Based on compositions from DLE, MMPs were determined for each base case, i.e., slim tube experiment was simulated in PVTp to obtain oil recovery for different injection pressures after 1.2 pore volumes of CO2 injected. MMP was defined as the intersection of two regression lines on a graph that relates the realized oil recovery and injection pressures. MMP for Model 2 remained similar as in Model 3, and in the case of Model 1, it was significantly lower (155 bar, Figure 3).
Three base cases (at three depths with respective initial reservoir pressure and then each with three different observation permeabilities) were simulated. Then cases were restarted after 10 years of primary production to simulate the secondary production phase for 48 years. After that, simulation cases were restarted again to simulate CO2-EOR that lasts fifteen years.
Maximum injection pressure for water and CO2 during the CO2 EOR phase was set to 30% higher than the initial reservoir pressure to simulate immiscible, near miscible and miscible conditions for used oil properties.
Different input values for prices of oil, price of EUA, and discount rates were considered to cover different earnings scenarios from more pessimistic to more optimistic scenarios (Table 4).
Capital costs (CAPEX) from the reviewed literature varied too significantly, and CAPEX was strongly site-specific. CAPEX for all the models was the same and taken from [72], since the models in this paper were similar to Ivanić field. The royalties, CAPEXs, operating expenses as an OPEX multiplicator (i.e., percentage of the produced oil value, representing processing and transportation costs to the mid-stream), the cost of water, and the CO2 injection used for economic evaluation are presented in Table 5.
CO2 injection costs in this paper were calculated according to [64], implying five stages of compression, i.e., CO2 injection costs are not fixed but depend on the injected amounts of CO2 and the injection pressure as a base for an estimation of the energy required for compression and charges for that energy.

3. Results

Additional recovery and retention were opposed parameters, i.e., maximum retention does not always bring maximum additional recovery (Figure 4). In the first years of CO2-EOR, retention to additional recovery ratio was higher, and with time, this ratio decreased.
The results show that if additional recovery was observed in relation to the injected pore volumes (PVs) of CO2 after 15 years of CO2-EOR, it was obvious that more PV could be injected in cases with a smaller distance between production and injection wells, which finally, allows more CO2 to be retained in a reservoir (Figure 5).
Retention was also highest for the cases with smaller well distances and a WAG ratio of 1:2 since much more CO2 could be injected in the case of smaller distances and a WAG ratio of 1:2 was the ratio in which CO2 was injected for the longest period (Figure 6).
The results showed that if retention was observed relative to the new CO2, then the maximum retention was achieved at the greatest depths (Figure 7).
Higher storability was achieved at a greater well distance with less injected pore volumes, and the optimum WAG ratio was 2:1 (Figure 8).
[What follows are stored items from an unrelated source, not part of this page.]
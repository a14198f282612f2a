//! Contains the ANSI escape sequences used to style diagnostics printed to a terminal.

use std::fmt::Display;

/// Represents a text style that can be applied to a displayable object.
#[derive(Debug, Clone, Copy, PartialEq, Eq, PartialOrd, Ord, Hash)]
#[allow(missing_docs)]
pub enum Style {
    Bold,
    Underline,
}

impl Style {
    /// Applies the style to the given displayable object.
    pub fn with<T>(self, display: T) -> Styled<T> {
        let code = match self {
            Self::Bold => "\x1B[1m",
            Self::Underline => "\x1B[4m",
        };

        Styled { code, display }
    }
}

/// Represents a foreground color that can be applied to a displayable object.
#[derive(Debug, Clone, Copy, PartialEq, Eq, PartialOrd, Ord, Hash)]
#[allow(missing_docs)]
pub enum Color {
    Red,
    Yellow,
    Cyan,
}

impl Color {
    /// Applies the color to the given displayable object.
    pub fn with<T>(self, display: T) -> Styled<T> {
        let code = match self {
            Self::Red => "\x1B[31m",
            Self::Yellow => "\x1B[33m",
            Self::Cyan => "\x1B[36m",
        };

        Styled { code, display }
    }
}

/// Is a struct implementing [`Display`] that wraps a displayable object in an escape sequence
/// and resets the terminal attributes afterwards.
#[derive(Debug, Clone, Copy, PartialEq, Eq, PartialOrd, Ord, Hash)]
pub struct Styled<T> {
    code: &'static str,

    /// The displayable object being styled.
    pub display: T,
}

impl<T: Display> Display for Styled<T> {
    fn fmt(&self, f: &mut std::fmt::Formatter<'_>) -> std::fmt::Result {
        write!(f, "{}{}\x1B[0m", self.code, self.display)
    }
}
Storability was inversely proportional to permeability (highest storability in the case of lowest permeability), and the greatest storability was achieved for the smallest amounts of new CO2 brought to the system (Figure 9).
It should be noted that storage capacities for pure storage without EOR could not be achieved at the lowest permeabilities because of too high pressure (low injectivity) near the injection wells. The reason for that is that production wells act as some kind of "pressure release" wells during CO2-EOR.
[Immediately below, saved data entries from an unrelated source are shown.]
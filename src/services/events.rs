// SPDX-License-Identifier: MIT
// Copyright 2026 Roland Dreier <roland@rolandd.dev>

//! Event recommendations and per-event volunteer/attendee pairings.
//!
//! Pure functions over profiles and events; the caller loads them.

use crate::models::profile::same_text;
use crate::models::{
    CulturalProfile, Event, EventPairing, EventPairings, EventRecommendation, PairedUser,
    ParticipationRole, VolunteerProfile,
};
use crate::services::similarity::similarity;
use chrono::NaiveDate;

/// Event name mentions one of the user's interests.
pub const INTEREST_MATCH_POINTS: u32 = 40;
/// Event is at one of the user's past locations.
pub const LOCATION_MATCH_POINTS: u32 = 30;
/// User took part in an event about the same interest before.
pub const HISTORY_MATCH_POINTS: u32 = 20;
/// Nudge for users with few interests toward something new.
pub const NEW_EXPERIENCE_POINTS: u32 = 10;

/// Events scoring below this are not recommended.
pub const MINIMUM_MATCH_SCORE: u32 = 40;
/// Upcoming events considered, soonest first.
pub const MAX_CANDIDATE_EVENTS: usize = 50;
pub const DEFAULT_MAX_EVENT_RECOMMENDATIONS: usize = 10;
pub const MAX_COMPATIBLE_USERS: usize = 5;
pub const MAX_PAIRINGS: usize = 20;

const STOP_WORDS: [&str; 11] = [
    "the", "a", "an", "and", "or", "but", "in", "on", "at", "to", "for",
];

/// Lowercased words of an event name longer than three characters.
pub fn event_keywords(name: &str) -> Vec<String> {
    name.to_lowercase()
        .split_whitespace()
        .filter(|w| w.chars().count() > 3 && !STOP_WORDS.contains(w))
        .map(str::to_string)
        .collect()
}

/// Match score and the reasons behind it for one event.
pub fn score_event(profile: &CulturalProfile, event: &Event) -> (u32, Vec<String>) {
    let name = event.name.to_lowercase();
    let matching: Vec<&String> = profile
        .interests
        .iter()
        .filter(|i| name.contains(&i.to_lowercase()))
        .collect();

    let mut score = 0;
    let mut reasons = Vec::new();

    if !matching.is_empty() {
        score += INTEREST_MATCH_POINTS;
        let names: Vec<&str> = matching.iter().map(|i| i.as_str()).collect();
        reasons.push(format!("Matches your interests in {}", names.join(", ")));
    }

    if let Some(location) = event.location.as_deref().filter(|loc| {
        profile
            .location_preferences
            .iter()
            .any(|pref| same_text(pref, loc))
    }) {
        score += LOCATION_MATCH_POINTS;
        reasons.push(format!("In your preferred area: {}", location));
    }

    if let Some(interest) = matching.first() {
        let interest = interest.to_lowercase();
        if profile
            .participation_history
            .iter()
            .any(|h| h.event_name.to_lowercase().contains(&interest))
        {
            score += HISTORY_MATCH_POINTS;
            reasons.push("Similar to events you enjoyed before".to_string());
        }
    }

    if matching.is_empty() && profile.interests.len() < 3 {
        score += NEW_EXPERIENCE_POINTS;
        reasons.push("Opportunity to explore new interests".to_string());
    }

    (score, reasons)
}

/// Rating out of 5, one decimal.
pub fn predicted_satisfaction(score: u32) -> f64 {
    ((f64::from(score) / 20.0 * 10.0).round() / 10.0).min(5.0)
}

fn display_name(profile: &VolunteerProfile) -> &str {
    profile
        .name
        .split_whitespace()
        .next()
        .unwrap_or(&profile.user_id)
}

/// Volunteers (other than `exclude`) who helped at events sharing the
/// event name's first keyword. A name without keywords matches any event.
pub fn compatible_volunteers(
    event: &Event,
    community: &[VolunteerProfile],
    exclude: &str,
) -> Vec<String> {
    let keyword = event_keywords(&event.name)
        .into_iter()
        .next()
        .unwrap_or_default();

    community
        .iter()
        .filter(|p| p.user_id != exclude)
        .filter(|p| {
            p.participation.iter().any(|r| {
                r.role == ParticipationRole::Volunteer
                    && r.event_name.to_lowercase().contains(&keyword)
            })
        })
        .take(MAX_COMPATIBLE_USERS)
        .map(|p| format!("{} (Volunteer)", display_name(p)))
        .collect()
}

/// Upcoming events for `profile`, best first.
///
/// Only the `MAX_CANDIDATE_EVENTS` soonest events on or after `today` are
/// scored. Equal scores keep date order.
pub fn recommend_events(
    profile: &CulturalProfile,
    events: &[Event],
    community: &[VolunteerProfile],
    today: NaiveDate,
    max_results: usize,
) -> Vec<EventRecommendation> {
    let mut upcoming: Vec<&Event> = events.iter().filter(|e| e.date >= today).collect();
    upcoming.sort_by(|a, b| a.date.cmp(&b.date).then_with(|| a.event_id.cmp(&b.event_id)));
    upcoming.truncate(MAX_CANDIDATE_EVENTS);

    let mut recommendations: Vec<EventRecommendation> = upcoming
        .into_iter()
        .filter_map(|event| {
            let (match_score, relevance_reasons) = score_event(profile, event);
            if match_score < MINIMUM_MATCH_SCORE {
                return None;
            }
            Some(EventRecommendation {
                event_id: event.event_id.clone(),
                event_name: event.name.clone(),
                date: event.date,
                match_score,
                relevance_reasons,
                compatible_users: compatible_volunteers(event, community, &profile.user_id),
                predicted_satisfaction: predicted_satisfaction(match_score),
            })
        })
        .collect();

    recommendations.sort_by(|a, b| b.match_score.cmp(&a.match_score));
    recommendations.truncate(max_results);
    recommendations
}

fn paired_user(profile: &VolunteerProfile) -> PairedUser {
    let name = if profile.name.trim().is_empty() {
        profile.user_id.clone()
    } else {
        profile.name.clone()
    };
    PairedUser {
        user_id: profile.user_id.clone(),
        name,
    }
}

/// Pair every volunteer of `event` with every attendee, best first.
///
/// Organizers are not paired. Someone listed in both roles is never paired
/// with themselves.
pub fn smart_pairings(event: &Event, profiles: &[VolunteerProfile]) -> EventPairings {
    let with_role = |role: ParticipationRole| {
        profiles
            .iter()
            .filter(|p| {
                p.participation
                    .iter()
                    .any(|r| r.event_id == event.event_id && r.role == role)
            })
            .map(|p| (p, CulturalProfile::build(p)))
            .collect::<Vec<_>>()
    };
    let volunteers = with_role(ParticipationRole::Volunteer);
    let attendees = with_role(ParticipationRole::Attendee);

    let mut pairs = Vec::new();
    for (volunteer, v_profile) in &volunteers {
        for (attendee, a_profile) in &attendees {
            if volunteer.user_id == attendee.user_id {
                continue;
            }
            let result = similarity(v_profile, a_profile);
            pairs.push(EventPairing {
                volunteer: paired_user(volunteer),
                attendee: paired_user(attendee),
                match_score: (result.similarity_score * 100.0).round() as u32,
                reason: result.recommendation_reason,
            });
        }
    }

    pairs.sort_by(|a, b| b.match_score.cmp(&a.match_score));
    let total_pairs = pairs.len();
    pairs.truncate(MAX_PAIRINGS);

    EventPairings {
        event_id: event.event_id.clone(),
        event_name: event.name.clone(),
        total_pairs,
        pairs,
    }
}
There was a decreasing trend of storability with PV injected (Figure 8), which can be described by power-law functions (coefficients given in Table 6). Moreover, if permeability was included in the correlation, a decreasing trend could be described by the power-law function as well:
s t o r a b i l i t y   =   ( c 1 · k c 2 + c 3 ) × ( PV i n j ) c 4 · k c 5 + c 6
It should be noted that such a general correlation should be derived for each new reservoir setting (depth, well pattern, and oil composition) and each set of production parameters (WAG ratio, use of surfactants, and polymers).
Figure 10 shows two extreme cases of WAG injection. Left (Model 3) shows the CO2 molar density change under fully miscible conditions (greater depth), while on the right side, the same is shown for the case where the CO2 is injected under immiscible conditions (shallow reservoir). As CO2 can appear both in a gaseous and liquid state (supercritical is treated as a liquid in Eclipse), molar density is the best way to visualize the change of composition in space. Favorable cases (like that on the left, Figure 10) will result in greater areal sweep efficiency and consequently in higher CO2 retention (i.e., CO2 stored).
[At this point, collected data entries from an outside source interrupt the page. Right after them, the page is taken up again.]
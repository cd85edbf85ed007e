// SPDX-License-Identifier: MIT
// Copyright 2026 Roland Dreier <roland@rolandd.dev>

use axum::body::Body;
use axum::http::{header, Request};
use axum::response::Response;
use eightvents_points::config::Config;
use eightvents_points::db::{FirestoreStore, MemoryStore, PointsStore};
use eightvents_points::routes::create_router;
use eightvents_points::services::{MatchingService, PointsService};
use eightvents_points::AppState;
use std::sync::Arc;

/// Check if emulator is available via environment variable.
#[allow(dead_code)]
pub fn emulator_available() -> bool {
    std::env::var("FIRESTORE_EMULATOR_HOST").is_ok()
}

/// Skip test with message if emulator not available.
#[macro_export]
macro_rules! require_emulator {
    () => {
        if !crate::common::emulator_available() {
            eprintln!("⚠️  Skipping: FIRESTORE_EMULATOR_HOST not set");
            return;
        }
    };
}

/// Connect to the Firestore emulator.
#[allow(dead_code)]
pub async fn test_firestore() -> FirestoreStore {
    FirestoreStore::new("test-project")
        .await
        .expect("Failed to connect to Firestore emulator")
}

/// Unique id so tests sharing a store do not collide.
#[allow(dead_code)]
pub fn unique_id(prefix: &str) -> String {
    use std::time::{SystemTime, UNIX_EPOCH};
    let nanos = SystemTime::now()
        .duration_since(UNIX_EPOCH)
        .unwrap()
        .as_nanos();
    format!("{}-{}", prefix, nanos)
}

/// Build app state over the given store.
#[allow(dead_code)]
pub fn create_state(config: Config, store: Arc<dyn PointsStore>) -> Arc<AppState> {
    Arc::new(AppState {
        points: PointsService::new(store.clone(), config.donation_points_per_unit),
        matching: MatchingService::new(store),
        config,
    })
}

/// Create a test app over an in-memory store.
/// Returns the router and the shared state.
#[allow(dead_code)]
pub fn create_test_app() -> (axum::Router, Arc<AppState>) {
    create_test_app_with_config(Config::test_default())
}

#[allow(dead_code)]
pub fn create_test_app_with_config(config: Config) -> (axum::Router, Arc<AppState>) {
    let state = create_state(config, Arc::new(MemoryStore::new()));
    (create_router(state.clone()), state)
}

/// Build a JSON request.
#[allow(dead_code)]
pub fn json_request(method: &str, uri: &str, body: serde_json::Value) -> Request<Body> {
    Request::builder()
        .method(method)
        .uri(uri)
        .header(header::CONTENT_TYPE, "application/json")
        .body(Body::from(body.to_string()))
        .unwrap()
}

#[allow(dead_code)]
pub fn empty_request(method: &str, uri: &str) -> Request<Body> {
    Request::builder()
        .method(method)
        .uri(uri)
        .body(Body::empty())
        .unwrap()
}

/// Read a response body as JSON.
#[allow(dead_code)]
pub async fn body_json(response: Response) -> serde_json::Value {
    let body = axum::body::to_bytes(response.into_body(), 1024 * 1024)
        .await
        .unwrap();
    serde_json::from_slice(&body).unwrap()
}
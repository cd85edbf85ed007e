// SPDX-License-Identifier: MIT
// Copyright 2026 Roland Dreier <roland@rolandd.dev>

//! Single JSON document store.
//!
//! Layout matches the web app's `userPoints.json`:
//! `{ "users": {..}, "profiles": {..}, "events": {..}, "analytics": {..} }`.
//!
//! Every write rewrites the whole document through a temp file and rename,
//! so a crash mid-write leaves the previous document intact. A process-wide
//! mutex serializes access; the version check in `put` catches writers in
//! other processes that slipped in between.

use crate::db::{check_version, PointsStore, StoreError};
use crate::models::{Event, PointsAnalytics, UserPointsRecord, VolunteerProfile};
use async_trait::async_trait;
use serde::{Deserialize, Serialize};
use std::collections::BTreeMap;
use std::path::{Path, PathBuf};
use std::sync::Arc;
use tokio::sync::Mutex;

#[derive(Debug, Default, Serialize, Deserialize)]
struct PointsDocument {
    #[serde(default)]
    users: BTreeMap<String, UserPointsRecord>,
    #[serde(default)]
    profiles: BTreeMap<String, VolunteerProfile>,
    #[serde(default)]
    events: BTreeMap<String, Event>,
    #[serde(default)]
    analytics: PointsAnalytics,
}

#[derive(Clone)]
pub struct JsonFileStore {
    path: PathBuf,
    lock: Arc<Mutex<()>>,
}

impl JsonFileStore {
    pub fn new<P: AsRef<Path>>(path: P) -> Self {
        Self {
            path: path.as_ref().to_path_buf(),
            lock: Arc::new(Mutex::new(())),
        }
    }

    pub fn path(&self) -> &Path {
        &self.path
    }

    async fn load(&self) -> Result<PointsDocument, StoreError> {
        match tokio::fs::read(&self.path).await {
            Ok(bytes) if bytes.iter().all(u8::is_ascii_whitespace) => Ok(PointsDocument::default()),
            Ok(bytes) => Ok(serde_json::from_slice(&bytes)?),
            Err(e) if e.kind() == std::io::ErrorKind::NotFound => Ok(PointsDocument::default()),
            Err(e) => Err(e.into()),
        }
    }

    async fn save(&self, doc: &PointsDocument) -> Result<(), StoreError> {
        if let Some(parent) = self.path.parent().filter(|p| !p.as_os_str().is_empty()) {
            tokio::fs::create_dir_all(parent).await?;
        }

        let bytes = serde_json::to_vec_pretty(doc)?;
        let tmp = self.path.with_extension("json.tmp");
        tokio::fs::write(&tmp, bytes).await?;
        tokio::fs::rename(&tmp, &self.path).await?;

        tracing::debug!(path = %self.path.display(), users = doc.users.len(), "Points document saved");
        Ok(())
    }
}

#[async_trait]
impl PointsStore for JsonFileStore {
    async fn get(&self, user_id: &str) -> Result<Option<UserPointsRecord>, StoreError> {
        let _guard = self.lock.lock().await;
        let mut doc = self.load().await?;
        Ok(doc.users.remove(user_id))
    }

    async fn put(&self, record: &UserPointsRecord) -> Result<(), StoreError> {
        let _guard = self.lock.lock().await;
        let mut doc = self.load().await?;
        check_version(record, doc.users.get(&record.user_id).map(|r| r.version))?;
        doc.users.insert(record.user_id.clone(), record.clone());
        self.save(&doc).await
    }

    async fn get_all(&self) -> Result<Vec<UserPointsRecord>, StoreError> {
        let _guard = self.lock.lock().await;
        let doc = self.load().await?;
        Ok(doc.users.into_values().collect())
    }

    async fn delete(&self, user_id: &str) -> Result<bool, StoreError> {
        let _guard = self.lock.lock().await;
        let mut doc = self.load().await?;
        if doc.users.remove(user_id).is_none() {
            return Ok(false);
        }
        self.save(&doc).await?;
        Ok(true)
    }

    async fn get_analytics(&self) -> Result<PointsAnalytics, StoreError> {
        let _guard = self.lock.lock().await;
        Ok(self.load().await?.analytics)
    }

    async fn put_analytics(&self, analytics: &PointsAnalytics) -> Result<(), StoreError> {
        let _guard = self.lock.lock().await;
        let mut doc = self.load().await?;
        doc.analytics = analytics.clone();
        self.save(&doc).await
    }

    async fn get_profile(&self, user_id: &str) -> Result<Option<VolunteerProfile>, StoreError> {
        let _guard = self.lock.lock().await;
        let mut doc = self.load().await?;
        Ok(doc.profiles.remove(user_id))
    }

    async fn put_profile(&self, profile: &VolunteerProfile) -> Result<(), StoreError> {
        let _guard = self.lock.lock().await;
        let mut doc = self.load().await?;
        doc.profiles.insert(profile.user_id.clone(), profile.clone());
        self.save(&doc).await
    }

    async fn list_profiles(&self) -> Result<Vec<VolunteerProfile>, StoreError> {
        let _guard = self.lock.lock().await;
        let doc = self.load().await?;
        Ok(doc.profiles.into_values().collect())
    }

    async fn put_event(&self, event: &Event) -> Result<(), StoreError> {
        let _guard = self.lock.lock().await;
        let mut doc = self.load().await?;
        doc.events.insert(event.event_id.clone(), event.clone());
        self.save(&doc).await
    }

    async fn get_event(&self, event_id: &str) -> Result<Option<Event>, StoreError> {
        let _guard = self.lock.lock().await;
        let mut doc = self.load().await?;
        Ok(doc.events.remove(event_id))
    }

    async fn list_events(&self) -> Result<Vec<Event>, StoreError> {
        let _guard = self.lock.lock().await;
        let doc = self.load().await?;
        let mut events: Vec<Event> = doc.events.into_values().collect();
        events.sort_by(|a, b| a.date.cmp(&b.date).then_with(|| a.event_id.cmp(&b.event_id)));
        Ok(events)
    }
}
// SPDX-License-Identifier: MIT
// Copyright 2026 Roland Dreier <roland@rolandd.dev>

//! Event, event recommendation, pairing and insights API tests.

use axum::http::StatusCode;
use chrono::{Duration, Utc};
use serde_json::json;
use tower::ServiceExt;

mod common;
use common::{body_json, create_test_app, empty_request, json_request};

fn days_from_now(days: i64) -> String {
    (Utc::now().date_naive() + Duration::days(days)).to_string()
}

async fn put(app: &axum::Router, uri: &str, body: serde_json::Value) -> StatusCode {
    app.clone()
        .oneshot(json_request("PUT", uri, body))
        .await
        .unwrap()
        .status()
}

async fn get(app: &axum::Router, uri: &str) -> (StatusCode, serde_json::Value) {
    let response = app.clone().oneshot(empty_request("GET", uri)).await.unwrap();
    let status = response.status();
    (status, body_json(response).await)
}

/// Three profiles around a past food drive, plus upcoming events.
async fn seed(app: &axum::Router) {
    let drive = |role: &str| {
        json!([{
            "eventId": "drive",
            "eventName": "Community Food Drive",
            "date": "2024-05-01",
            "location": "Aston",
            "role": role
        }])
    };
    for (id, name, languages, role) in [
        ("vera", "Vera Diaz", json!(["Spanish", "English"]), "volunteer"),
        ("omar", "Omar", json!(["Arabic"]), "volunteer"),
        ("ana", "Ana", json!(["English", "Spanish"]), "attendee"),
    ] {
        let status = put(
            app,
            &format!("/api/profiles/{}", id),
            json!({ "name": name, "languages": languages, "participation": drive(role) }),
        )
        .await;
        assert_eq!(status, StatusCode::OK);
    }

    for (id, name, days, location) in [
        ("drive", "Community Food Drive", -30, "Aston"),
        ("fair", "Food Festival", 14, "Aston"),
        ("chess", "Chess Evening", 7, "Digbeth"),
        ("picnic", "Community Picnic", 3, "Digbeth"),
    ] {
        let status = put(
            app,
            &format!("/api/events/{}", id),
            json!({ "name": name, "date": days_from_now(days), "location": location }),
        )
        .await;
        assert_eq!(status, StatusCode::OK);
    }
}

#[tokio::test]
async fn test_events_listed_soonest_first() {
    let (app, _) = create_test_app();
    seed(&app).await;

    let (status, json) = get(&app, "/api/events").await;
    assert_eq!(status, StatusCode::OK);
    let ids: Vec<&str> = json
        .as_array()
        .unwrap()
        .iter()
        .map(|e| e["eventId"].as_str().unwrap())
        .collect();
    assert_eq!(ids, vec!["drive", "picnic", "chess", "fair"]);
}

#[tokio::test]
async fn test_event_recommendations_for_profile() {
    let (app, _) = create_test_app();
    seed(&app).await;

    let (status, json) = get(&app, "/api/recommendations/events/ana").await;
    assert_eq!(status, StatusCode::OK);
    let recs = json.as_array().unwrap();

    // Past drive skipped; chess scores only the new-experience nudge
    let ids: Vec<&str> = recs.iter().map(|r| r["eventId"].as_str().unwrap()).collect();
    assert_eq!(ids, vec!["fair", "picnic"]);

    let fair = &recs[0];
    assert_eq!(fair["matchScore"], 90);
    assert_eq!(fair["predictedSatisfaction"], 4.5);
    assert_eq!(fair["relevanceReasons"][1], "In your preferred area: Aston");
    // Volunteers from the food drive, never the requesting user
    assert_eq!(fair["compatibleUsers"], json!(["Omar (Volunteer)", "Vera (Volunteer)"]));

    assert_eq!(recs[1]["matchScore"], 60);
}

#[tokio::test]
async fn test_event_recommendations_limit_and_unknown_user() {
    let (app, _) = create_test_app();
    seed(&app).await;

    let (status, json) = get(&app, "/api/recommendations/events/ana?limit=1").await;
    assert_eq!(status, StatusCode::OK);
    assert_eq!(json.as_array().unwrap().len(), 1);

    let (status, _) = get(&app, "/api/recommendations/events/ana?limit=0").await;
    assert_eq!(status, StatusCode::BAD_REQUEST);

    let (status, _) = get(&app, "/api/recommendations/events/nobody").await;
    assert_eq!(status, StatusCode::NOT_FOUND);
}

#[tokio::test]
async fn test_pairings_for_event() {
    let (app, _) = create_test_app();
    seed(&app).await;

    let (status, json) = get(&app, "/api/events/drive/pairings").await;
    assert_eq!(status, StatusCode::OK);
    assert_eq!(json["eventName"], "Community Food Drive");
    assert_eq!(json["totalPairs"], 2);

    let pairs = json["pairs"].as_array().unwrap();
    assert_eq!(pairs[0]["volunteer"]["name"], "Vera Diaz");
    assert_eq!(pairs[0]["attendee"]["userId"], "ana");
    assert_eq!(pairs[0]["matchScore"], 97);
    assert_eq!(pairs[1]["volunteer"]["userId"], "omar");
    assert_eq!(pairs[1]["matchScore"], 66);
}

#[tokio::test]
async fn test_pairings_unknown_event() {
    let (app, _) = create_test_app();
    let (status, json) = get(&app, "/api/events/nope/pairings").await;
    assert_eq!(status, StatusCode::NOT_FOUND);
    assert_eq!(json["error"], "not_found");
    assert!(json["details"].as_str().unwrap().contains("nope"));
}

#[tokio::test]
async fn test_event_validation() {
    let (app, _) = create_test_app();

    let status = put(&app, "/api/events/e1", json!({ "name": "", "date": "2030-01-01" })).await;
    assert_eq!(status, StatusCode::BAD_REQUEST);

    let status = put(&app, "/api/events/e1", json!({ "name": "Picnic", "date": "soon" })).await;
    assert!(status.is_client_error());
}

#[tokio::test]
async fn test_insights_after_activity() {
    let (app, _) = create_test_app();

    let (status, _) = get(&app, "/api/points/u1/insights").await;
    assert_eq!(status, StatusCode::NOT_FOUND);

    let response = app
        .clone()
        .oneshot(json_request(
            "POST",
            "/api/points/interest",
            json!({
                "userId": "u1",
                "requestId": "r1",
                "requestTitle": "Help with shopping",
                "pointsEarned": 50,
                "category": "help",
                "urgency": "high"
            }),
        ))
        .await
        .unwrap();
    assert_eq!(response.status(), StatusCode::OK);

    let (status, json) = get(&app, "/api/points/u1/insights").await;
    assert_eq!(status, StatusCode::OK);
    assert_eq!(json["userStats"]["totalPoints"], 50);
    // Community average is now 50 points per interest
    assert_eq!(json["ranking"]["percentile"], 10);
    assert_eq!(json["ranking"]["tier"], "Bronze");
    assert_eq!(json["ranking"]["pointsUntilNextTier"], 50);
    assert_eq!(json["topCategories"][0], json!({ "category": "help", "count": 1 }));
    assert_eq!(
        json["growthOpportunities"],
        json!([
            "Try food requests for new experiences",
            "Start a streak by being active daily!"
        ])
    );
    assert_eq!(json["engagementMetrics"]["consistencyScore"], 100);
}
The utilization factor was significantly higher for cases with smaller well distances and was achieved for approximately the same injected PV’s as in the case of greater distance (Figure 11). The highest UF was achieved at some mediocre values of injected PV, mediocre permeabilities (k = 50 mD), and medium depths (1545 m). The smallest UF’s were achieved for lower depths and smallest permeability.
All previously presented parameters and their relationships should be presented concerning the economic value. The parameter that included both values added in terms of oil recovery and value-added in terms of CO2 permanently retained in the reservoir was UF.
The realistic scenario is a scenario that implies current oil and EUA prices with the highest discount rate (r = 12%). The highest discount rate is selected because of the risk connected with oil and EUA price movements, which are hard to predict since those prices are usually influenced by the world’s political and economic situation. Also, electricity price varies differently throughout hours of the same day, with a maximum of 40 €/MWh and a minimum of 20 €/MWh, and that was the reason for calculating NPV for those two different scenarios of electricity price, i.e., costs of injection (Figure 12 and Figure 13).
The most optimistic case represents the highest prices of oil and carbon and the lowest discount rate (Figure 14 and Figure 15). On the other hand, the most pessimistic scenario had the lowest prices for carbon and oil and the highest discount rate (Figure 16 and Figure 17).
For optimistic scenarios, both electricity prices scenarios resulted in positive NPV value after 15 years of production (for electricity price 40 €/MWh maximum value is 106.8 million € and in case of 20 €/MWh maximum value was 128.1 million €). In a pessimistic scenario, it is not possible to achieve a positive NPV no matter the electricity price. Based on more calculated price scenarios (totaling 3888 cases of NPV observation after 15 years of CO2-EOR, Figure 18), more detailed insight into the influence of CO2 and oil price could be obtained.
NPVs in time, for realistic and optimistic scenarios and for both electricity prices are shown in Appendix A (Figure A1, Figure A2, Figure A3 and Figure A4). NPV in the first-time step was negative due to capital investment, but over time it moved towards higher/more positive values, depending on the observed scenarios.
The impact of the retention on NPV in the case of higher and lower electricity prices was not significant given that the impact of electricity prices did not relate to the retained CO2 but to the cost of injected CO2.
While high retention was generally connected with higher NPV, some optimal cases resulted in the highest NPVs, but not the highest additional recovery (Figure 19).
The parameter which relates to additional recovery and retention was the utilization factor (Figure 20). If the only profit from additional oil recovery was observed, the lowest values of UF would be favorable because, in such cases, the highest recoveries could be achieved with the smallest amounts of CO2 injected. NPV vs. UF showed a qualitatively similar trend to that in NPV vs. retention.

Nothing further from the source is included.